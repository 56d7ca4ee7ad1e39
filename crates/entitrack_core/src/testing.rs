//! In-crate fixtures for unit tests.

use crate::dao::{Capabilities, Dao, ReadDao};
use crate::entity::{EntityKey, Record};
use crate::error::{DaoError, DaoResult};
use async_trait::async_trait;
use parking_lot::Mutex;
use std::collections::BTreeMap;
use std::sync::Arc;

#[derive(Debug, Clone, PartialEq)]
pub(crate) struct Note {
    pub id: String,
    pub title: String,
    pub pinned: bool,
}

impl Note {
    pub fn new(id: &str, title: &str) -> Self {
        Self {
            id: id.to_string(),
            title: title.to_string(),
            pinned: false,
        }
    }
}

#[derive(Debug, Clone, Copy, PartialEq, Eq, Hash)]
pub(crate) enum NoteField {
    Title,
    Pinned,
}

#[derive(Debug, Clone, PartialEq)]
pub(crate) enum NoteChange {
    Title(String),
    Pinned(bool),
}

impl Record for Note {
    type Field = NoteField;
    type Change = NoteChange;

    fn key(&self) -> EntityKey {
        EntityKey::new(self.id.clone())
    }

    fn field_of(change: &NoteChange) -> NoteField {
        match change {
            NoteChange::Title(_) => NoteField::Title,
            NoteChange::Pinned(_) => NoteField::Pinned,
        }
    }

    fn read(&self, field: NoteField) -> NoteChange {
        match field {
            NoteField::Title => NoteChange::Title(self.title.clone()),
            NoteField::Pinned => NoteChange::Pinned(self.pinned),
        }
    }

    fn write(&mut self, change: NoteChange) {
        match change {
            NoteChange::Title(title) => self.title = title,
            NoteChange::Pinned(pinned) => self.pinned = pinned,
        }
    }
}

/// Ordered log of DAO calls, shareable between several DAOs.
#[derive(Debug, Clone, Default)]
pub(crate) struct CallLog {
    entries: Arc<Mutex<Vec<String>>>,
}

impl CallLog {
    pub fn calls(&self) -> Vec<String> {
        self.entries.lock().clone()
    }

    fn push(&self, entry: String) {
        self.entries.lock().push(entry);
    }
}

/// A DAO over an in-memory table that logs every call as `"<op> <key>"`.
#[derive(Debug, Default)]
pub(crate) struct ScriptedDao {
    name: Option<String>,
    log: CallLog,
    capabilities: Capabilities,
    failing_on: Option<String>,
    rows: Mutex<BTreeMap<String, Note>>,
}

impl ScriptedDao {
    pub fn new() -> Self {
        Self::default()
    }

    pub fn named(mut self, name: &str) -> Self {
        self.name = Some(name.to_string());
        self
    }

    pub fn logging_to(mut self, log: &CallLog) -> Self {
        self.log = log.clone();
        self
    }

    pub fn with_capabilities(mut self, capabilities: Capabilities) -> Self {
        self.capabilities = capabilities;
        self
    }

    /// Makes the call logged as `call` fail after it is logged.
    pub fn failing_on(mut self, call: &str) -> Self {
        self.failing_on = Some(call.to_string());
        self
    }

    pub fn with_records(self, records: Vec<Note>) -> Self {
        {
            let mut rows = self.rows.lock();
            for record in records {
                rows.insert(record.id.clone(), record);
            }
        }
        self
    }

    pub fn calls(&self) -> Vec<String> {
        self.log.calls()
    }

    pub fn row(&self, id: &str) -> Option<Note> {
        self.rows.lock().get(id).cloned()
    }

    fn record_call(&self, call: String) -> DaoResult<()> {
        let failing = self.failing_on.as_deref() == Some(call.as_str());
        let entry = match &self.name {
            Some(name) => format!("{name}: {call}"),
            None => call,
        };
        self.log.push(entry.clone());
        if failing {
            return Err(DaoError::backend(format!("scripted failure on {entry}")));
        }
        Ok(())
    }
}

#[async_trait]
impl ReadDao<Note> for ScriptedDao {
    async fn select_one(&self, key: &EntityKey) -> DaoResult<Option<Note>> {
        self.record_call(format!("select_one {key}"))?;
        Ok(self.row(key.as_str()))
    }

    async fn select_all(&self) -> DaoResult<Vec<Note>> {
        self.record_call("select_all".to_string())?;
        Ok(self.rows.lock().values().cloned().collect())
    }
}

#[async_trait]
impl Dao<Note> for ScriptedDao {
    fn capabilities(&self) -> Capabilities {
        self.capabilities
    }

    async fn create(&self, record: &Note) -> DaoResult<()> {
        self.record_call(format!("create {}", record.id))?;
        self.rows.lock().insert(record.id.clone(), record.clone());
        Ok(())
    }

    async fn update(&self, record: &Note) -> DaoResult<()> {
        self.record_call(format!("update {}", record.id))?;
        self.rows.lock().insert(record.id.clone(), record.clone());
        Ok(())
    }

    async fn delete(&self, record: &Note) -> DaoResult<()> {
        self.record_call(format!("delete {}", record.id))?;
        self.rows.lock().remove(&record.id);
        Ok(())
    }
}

........

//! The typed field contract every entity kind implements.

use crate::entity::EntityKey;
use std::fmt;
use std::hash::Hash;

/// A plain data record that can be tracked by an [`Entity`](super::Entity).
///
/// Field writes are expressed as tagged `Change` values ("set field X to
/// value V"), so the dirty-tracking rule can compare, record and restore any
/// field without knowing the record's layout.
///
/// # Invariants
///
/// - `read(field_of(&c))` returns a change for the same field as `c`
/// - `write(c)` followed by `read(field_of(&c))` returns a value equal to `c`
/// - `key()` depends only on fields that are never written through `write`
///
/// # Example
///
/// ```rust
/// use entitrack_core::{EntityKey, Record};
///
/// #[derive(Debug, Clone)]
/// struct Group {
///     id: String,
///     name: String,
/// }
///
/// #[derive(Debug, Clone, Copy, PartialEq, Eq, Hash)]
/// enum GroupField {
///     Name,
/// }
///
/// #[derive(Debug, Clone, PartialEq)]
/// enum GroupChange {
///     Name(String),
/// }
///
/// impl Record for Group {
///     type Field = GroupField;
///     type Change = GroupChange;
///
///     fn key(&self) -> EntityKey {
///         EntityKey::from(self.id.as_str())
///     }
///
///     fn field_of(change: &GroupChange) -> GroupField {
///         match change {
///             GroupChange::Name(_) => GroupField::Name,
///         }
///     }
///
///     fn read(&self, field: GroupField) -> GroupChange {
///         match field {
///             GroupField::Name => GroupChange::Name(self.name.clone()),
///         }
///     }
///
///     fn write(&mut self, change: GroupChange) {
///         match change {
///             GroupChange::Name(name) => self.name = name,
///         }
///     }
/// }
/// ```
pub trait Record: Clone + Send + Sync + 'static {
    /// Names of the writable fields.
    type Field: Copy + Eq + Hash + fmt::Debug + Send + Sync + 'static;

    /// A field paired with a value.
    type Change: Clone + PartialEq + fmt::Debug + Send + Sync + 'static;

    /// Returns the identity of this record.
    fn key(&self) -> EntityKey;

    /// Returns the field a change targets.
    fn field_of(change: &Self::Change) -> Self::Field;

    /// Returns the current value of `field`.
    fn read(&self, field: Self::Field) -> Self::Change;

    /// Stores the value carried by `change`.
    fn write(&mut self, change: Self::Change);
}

........

Required work = All lines that hold the word "DaoError" should be copied from the data.

Response to the task =
use crate::error::{DaoError, DaoResult};
            return Err(DaoError::backend(format!("scripted failure on {entry}")));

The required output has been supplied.